Also, in chapter three I have analyzed the scene where Alan displays an admiration for the wild beauty of horses and his detestation of his parents’ hypocrisy. Based on these
preconditions, close to the end of the therapy, through which Alan is guided by the psychiatrist’s therapeutic instructions, Alan discloses his sympathy for his father and the truth of the blinding. In chapter two I have shown the scene where Frank Strang bumps into Alan in a theater of pornography. Out of embarrassment, he leaves. In Act II, scene 31, Alan confesses to Dysart how he feels about his father then:
ALAN [to DYSART]: I kept seeing him, just as he drove off.

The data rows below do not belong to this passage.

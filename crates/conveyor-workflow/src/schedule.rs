//! Cron-driven releases: waiting for the next trigger point, firing it
//! exactly once, and poking every trigger of a pipeline in parallel.

use crate::log::{ReleaseLog, ReleaseRecord};
use crate::pipeline::Pipeline;
use crate::pool::scatter;
use crate::settings;
use crate::trigger::Trigger;
use chrono::{DateTime, Timelike, Utc};
use conveyor_core::ids::RunId;
use conveyor_core::interpolate::{interpolate_value, Lookup};
use conveyor_core::result::Status;
use indexmap::IndexMap;
use serde::Serialize;
use serde_json::{json, Value};
use std::sync::Arc;
use std::thread;
use std::time::Duration;

/// Stop poll-sleeping and take the final precise sleep once the trigger
/// point is this close.
const FINAL_SLEEP_BUFFER: Duration = Duration::from_secs(5);

/// Deadline applied to the pipeline run a release fires.
const RELEASE_RUN_TIMEOUT: Duration = Duration::from_secs(60);

/// Outcome of one release attempt for one trigger.
#[derive(Debug, Clone, Serialize)]
pub struct ReleaseResult {
    pub status: Status,
    pub params: IndexMap<String, Value>,
    /// Trigger expressions that actually fired.
    pub fired: Vec<String>,
    /// Trigger expressions skipped because their next point fell outside
    /// the release window.
    pub skipped: Vec<String>,
    #[serde(skip_serializing_if = "Option::is_none")]
    pub error: Option<String>,
}

impl ReleaseResult {
    fn skipped(trigger: &str, params: IndexMap<String, Value>) -> Self {
        Self {
            status: Status::Success,
            params,
            fired: Vec::new(),
            skipped: vec![trigger.to_string()],
            error: None,
        }
    }
}

/// Scope resolving `release.*` paths while a release's params are
/// interpolated.
struct ReleaseScope {
    logical_date: DateTime<Utc>,
}

impl Lookup for ReleaseScope {
    fn lookup(&self, path: &str) -> Option<Value> {
        match path {
            "release.logical_date" => Some(json!(self.logical_date.to_rfc3339())),
            _ => None,
        }
    }
}

impl Pipeline {
    /// Wait for, then fire, the next unreleased point of one trigger.
    ///
    /// Points already present in the log are never re-fired: the search
    /// starts after the latest logged point and skips anything `is_pointed`.
    /// A point further away than `window` is not waited for; the trigger is
    /// reported as skipped instead. While waiting, the thread sleeps in
    /// `poll` increments until the point is close, then sleeps the exact
    /// remainder.
    pub fn release(
        &self,
        trigger: &Trigger,
        params: &IndexMap<String, Value>,
        window: Duration,
        poll: Duration,
        log: &dyn ReleaseLog,
    ) -> ReleaseResult {
        let now = Utc::now().with_nanosecond(0).unwrap_or_else(Utc::now);
        let expr = trigger.to_string();

        let baseline = match log.latest_point(&self.name, &expr) {
            Some(point) => point.max(now),
            None => now,
        };
        let mut upcoming = trigger.upcoming(baseline);
        let next = loop {
            match upcoming.next() {
                Some(point) if log.is_pointed(&self.name, &expr, point) => continue,
                Some(point) => break point,
                None => {
                    return ReleaseResult::skipped(&expr, params.clone());
                }
            }
        };

        let wait = (next - now).to_std().unwrap_or(Duration::ZERO);
        if wait > window {
            tracing::debug!(
                pipeline = %self.name,
                trigger = %expr,
                next = %next,
                "next release point is outside the window, skipping"
            );
            return ReleaseResult::skipped(&expr, params.clone());
        }

        tracing::info!(pipeline = %self.name, trigger = %expr, release = %next, "waiting for release point");
        loop {
            let remaining = (next - Utc::now()).to_std().unwrap_or(Duration::ZERO);
            if remaining <= FINAL_SLEEP_BUFFER {
                thread::sleep(remaining);
                break;
            }
            thread::sleep(poll.min(remaining - FINAL_SLEEP_BUFFER));
        }

        let runner = self.with_run_id(RunId::new());
        let scope = ReleaseScope { logical_date: next };
        let mut release_params = IndexMap::with_capacity(params.len());
        for (key, value) in params {
            match interpolate_value(value, &scope) {
                Ok(resolved) => {
                    release_params.insert(key.clone(), resolved);
                }
                Err(err) => {
                    return ReleaseResult {
                        status: Status::Failure,
                        params: params.clone(),
                        fired: Vec::new(),
                        skipped: Vec::new(),
                        error: Some(err.to_string()),
                    };
                }
            }
        }

        tracing::info!(run_id = %runner.run_id, pipeline = %self.name, trigger = %expr, "release fired");
        let context = match runner.execute(&release_params, RELEASE_RUN_TIMEOUT) {
            Ok(result) => result,
            Err(err) => {
                return ReleaseResult {
                    status: Status::Failure,
                    params: release_params,
                    fired: vec![expr],
                    skipped: Vec::new(),
                    error: Some(err.to_string()),
                };
            }
        };

        let mut status = context.status;
        let mut error = context.error.clone();
        let record = ReleaseRecord {
            name: self.name.clone(),
            trigger: expr.clone(),
            release: next,
            context,
            run_id: runner.run_id,
            parent_run_id: self.run_id,
        };
        if let Err(err) = log.save(&record) {
            status = Status::Failure;
            error.get_or_insert_with(|| format!("failed to persist release record: {err}"));
            tracing::error!(run_id = %runner.run_id, pipeline = %self.name, error = %err, "release log save failed");
        }

        ReleaseResult {
            status,
            params: release_params,
            fired: vec![expr],
            skipped: Vec::new(),
            error,
        }
    }

    /// Release every trigger of this pipeline once, in parallel over a
    /// bounded pool. Pipelines with no triggers return immediately without
    /// spinning up any threads.
    pub fn poke(
        &self,
        params: &IndexMap<String, Value>,
        window: Duration,
        poll: Duration,
        log: Arc<dyn ReleaseLog>,
    ) -> Vec<ReleaseResult> {
        if self.on.is_empty() {
            tracing::warn!(pipeline = %self.name, "poke on a pipeline with no triggers");
            return Vec::new();
        }

        let tasks: Vec<_> = self
            .on
            .iter()
            .cloned()
            .map(|trigger| {
                let pipeline = self.clone();
                let params = params.clone();
                let log = Arc::clone(&log);
                move || pipeline.release(&trigger, &params, window, poll, log.as_ref())
            })
            .collect();

        let total = tasks.len();
        let rx = scatter(settings::poke_workers(), tasks);
        let mut results: Vec<(usize, ReleaseResult)> = rx.into_iter().take(total).collect();
        results.sort_by_key(|(index, _)| *index);
        results.into_iter().map(|(_, result)| result).collect()
    }
}

#[cfg(test)]
mod tests {
    use super::*;
    use crate::log::MemoryReleaseLog;
    use crate::trigger::Trigger;

    fn pipeline_with_trigger(expr: &str) -> Pipeline {
        Pipeline::new(
            "scheduled",
            None,
            IndexMap::new(),
            vec![Trigger::parse(expr).unwrap()],
            IndexMap::new(),
        )
        .unwrap()
    }

    #[test]
    fn test_distant_point_is_skipped() {
        // Yearly trigger: the next point is guaranteed outside a 1s window.
        let pipeline = pipeline_with_trigger("0 0 1 1 *");
        let log = MemoryReleaseLog::new();
        let result = pipeline.release(
            &pipeline.on[0].clone(),
            &IndexMap::new(),
            Duration::from_secs(1),
            Duration::from_millis(100),
            &log,
        );
        assert_eq!(result.status, Status::Success);
        assert!(result.fired.is_empty());
        assert_eq!(result.skipped, vec!["0 0 1 1 *".to_string()]);
        assert!(log.records().is_empty());
    }

    #[test]
    fn test_release_fires_once_and_is_logged() {
        // Every-second trigger keeps the wait under the window.
        let pipeline = pipeline_with_trigger("* * * * * *");
        let trigger = pipeline.on[0].clone();
        let log = MemoryReleaseLog::new();

        let first = pipeline.release(
            &trigger,
            &IndexMap::new(),
            Duration::from_secs(10),
            Duration::from_millis(100),
            &log,
        );
        assert_eq!(first.status, Status::Success);
        assert_eq!(first.fired.len(), 1);

        let records = log.records();
        assert_eq!(records.len(), 1);
        assert_ne!(records[0].run_id, pipeline.run_id);
        assert_eq!(records[0].parent_run_id, pipeline.run_id);

        // The logged point is never re-fired: the second release picks the
        // following point.
        let second = pipeline.release(
            &trigger,
            &IndexMap::new(),
            Duration::from_secs(10),
            Duration::from_millis(100),
            &log,
        );
        assert_eq!(second.fired.len(), 1);
        let records = log.records();
        assert_eq!(records.len(), 2);
        assert!(records[1].release > records[0].release);
    }

    #[test]
    fn test_release_params_resolve_logical_date() {
        let pipeline = pipeline_with_trigger("* * * * * *");
        let log = MemoryReleaseLog::new();
        let params = IndexMap::from([(
            "run-date".to_string(),
            json!("${{ release.logical_date }}"),
        )]);

        let result = pipeline.release(
            &pipeline.on[0].clone(),
            &params,
            Duration::from_secs(10),
            Duration::from_millis(100),
            &log,
        );
        let run_date = result.params["run-date"].as_str().unwrap_or_default();
        assert!(run_date.contains('T'));
    }

    #[test]
    fn test_poke_without_triggers_is_empty() {
        let pipeline =
            Pipeline::new("bare", None, IndexMap::new(), vec![], IndexMap::new()).unwrap();
        let results = pipeline.poke(
            &IndexMap::new(),
            Duration::from_secs(1),
            Duration::from_millis(100),
            Arc::new(MemoryReleaseLog::new()),
        );
        assert!(results.is_empty());
    }
}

Scared of me…And me scared of him…I kept thinking - all those airs he puts on! ...
'Receive my meaning. Improve your mind!'…All those nights he said he's be in late. ‘Keep my supper hot, Dora!' ‘Your poor father: he works so hard!'…Bugger! Old bugger!...Filthy old bugger!
[He stops, clenching his fists.] (Equus 95) […]
ALAN [to DYSART]: …I kept look at all the people in the street. They were mostly men coming out of pubs. I suddenly thought—they all do it! All of them!...They're not just Dads—they're people with pricks!...And
Dad—she's not just Dad either. He's a man with a prick too. You know, I'd never thought about it. (Equus 96)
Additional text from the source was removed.